You are Winning, O Julian

Rome’s last pagan emperor was Julian, who died in 363. Christianity had been officially tolerated before he occupied the imperial throne, though he tried to reverse this. Knowing that all-out persecution appeared to strengthen the church, he subtly attempted to make its membership more onerous. He forbade Christians to study classical literature, asserting “If they want to learn literature, they have Luke and Mark: Let them go back to their churches and expound on them". He removed privileges formerly given to bishops and decreed freedom of religion for all faiths, which, though sounding pleasant to our modern ears, was designed to encourage the old paganism. Some sources say he even tried to create an empire-wide pagan church, with a centralised priesthood and Platonic theology. In 363 he even attempted to rebuild the Jewish Temple at Jerusalem, not so much for the Jews but to irritate the Christians. Incidentally, an earthquake, ‘fires’ and the emperor’s own death prevented construction.

In 364, Julian died, either by the hand of a Persian or a home-grown assassin. His dying words, as he clutched some blood-soaked sand and cast it upwards, were reported as "You have won, Galilean".

This enigmatic saying could mean several things. It may have anticipated his successor, Jovian, who undid his religious policies and restored to Christianity its legal protections. Or was he acknowledging that Jesus Christ, hailing from Galilee, would outlive the dying emperor and his pagan ways. It may also be an enlightened admission that Christ’s church would prevail though the very gates of hell issue forth against it. In one respect, Julian was right: paganism never did make the great come back. As time went on, belief in the old gods died out, and the Galilean reigned supreme.
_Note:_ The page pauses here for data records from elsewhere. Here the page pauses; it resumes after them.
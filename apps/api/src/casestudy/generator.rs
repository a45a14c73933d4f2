//! Case-study generation — orchestrates the full pipeline.
//!
//! Flow: validate form → assemble prompt → LLM generate → resolve citation
//! placeholders (one lookup at a time) → integrate citations (skipped when
//! none resolved) → LLM guiding questions → build result.
//!
//! Failure policy: a failed generation or guiding-question call aborts the
//! submission and nothing is stored. Failed citation lookups and a failed
//! integration rewrite are absorbed (skip / deterministic fallback).

use chrono::Utc;
use tracing::info;
use uuid::Uuid;

use crate::casestudy::assembler::{build_generation_prompt, validate_form};
use crate::casestudy::models::{CaseStudyForm, CaseStudyResult};
use crate::casestudy::prompts::QUESTIONS_PROMPT_TEMPLATE;
use crate::citations::integrator::integrate_citations;
use crate::citations::resolver::resolve_citations;
use crate::errors::AppError;
use crate::llm_client::prompts::{ACADEMIC_REVIEWER_SYSTEM, ACADEMIC_WRITER_SYSTEM};
use crate::llm_client::{Completion, CompletionRequest, LlmError, Message, GENERATION_MODEL};

/// Generates the raw case study (placeholders intact) from a validated form.
pub async fn generate_case_study(
    llm: &dyn Completion,
    form: &CaseStudyForm,
) -> Result<String, LlmError> {
    let request = CompletionRequest::new(
        GENERATION_MODEL,
        vec![
            Message::system(ACADEMIC_WRITER_SYSTEM),
            Message::user(build_generation_prompt(form)),
        ],
    );
    llm.complete(request).await
}

/// Generates 5-7 guiding questions for expanding the finished case study.
pub async fn generate_guiding_questions(
    llm: &dyn Completion,
    case_study: &str,
) -> Result<String, LlmError> {
    let request = CompletionRequest::new(
        GENERATION_MODEL,
        vec![
            Message::system(ACADEMIC_REVIEWER_SYSTEM),
            Message::user(QUESTIONS_PROMPT_TEMPLATE.replace("{case_study}", case_study)),
        ],
    );
    llm.complete(request).await
}

/// Runs the full pipeline for one submission and returns the finished
/// result. The caller owns storing it.
pub async fn run_pipeline(
    llm: &dyn Completion,
    form: CaseStudyForm,
) -> Result<CaseStudyResult, AppError> {
    validate_form(&form)?;

    info!("Generating case study '{}'", form.case_study_title.trim());
    let case_study = generate_case_study(llm, &form).await?;

    let resolved = resolve_citations(llm, &case_study).await;
    let references: Vec<String> = resolved.iter().map(|c| c.full_reference.clone()).collect();

    let final_case_study = integrate_citations(llm, &case_study, &resolved).await;

    let guiding_questions = generate_guiding_questions(llm, &final_case_study).await?;

    let result = CaseStudyResult {
        id: Uuid::new_v4(),
        title: form.case_study_title.trim().to_string(),
        author: form.author_name.trim().to_string(),
        case_study: final_case_study,
        references,
        guiding_questions,
        acknowledgements: form.acknowledgements,
        generated_at: Utc::now(),
    };

    info!(
        "Pipeline complete for result {} ({} reference(s))",
        result.id,
        result.references.len()
    );

    Ok(result)
}
// Shared prompt constants and prompt-building utilities.
// Each service that needs LLM calls defines its own prompts.rs alongside it.
// This file contains cross-cutting prompt fragments.

/// System prompt for every call that writes or rewrites the case study.
pub const ACADEMIC_WRITER_SYSTEM: &str = "You are an expert academic writer \
    specializing in education technology and AI implementation case studies. \
    You follow APA 7th edition formatting perfectly.";

/// System prompt for the guiding-question review call.
pub const ACADEMIC_REVIEWER_SYSTEM: &str = "You are an expert academic reviewer \
    who provides constructive feedback on case studies about AI in education.";
use axum::Json;
use serde_json::{json, Value};

/// GET /api/health
/// Returns a simple status object with service version.
pub async fn health_handler() -> Json<Value> {
    Json(json!({
        "status": "OK",
        "version": env!("CARGO_PKG_VERSION"),
        "service": "casegen-api"
    }))
}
Yet I wonder if we might say to that dying soldier: "You have won, Julian". The state church which recovered from Julian’s blows soon showed symptoms of the very paganism he had sought to promote. The old gods crept back through saint-worship, the old idols through the churches’ love of statues, the powerful imperial priesthood in the Church’s upper clergy. Furthermore, as the twentieth-century wore on, Western society pursued the very de-Christianisation that Julian so fervently desired. Churches emptied, disdainful attitudes grew among intellectuals and politicians’ dismissal of faith would have met with the old emperor’s approval.

I think Julian won in the end. Yet the Galilean is soon to return, after which Julian’s ambitions will be dashed once and for all.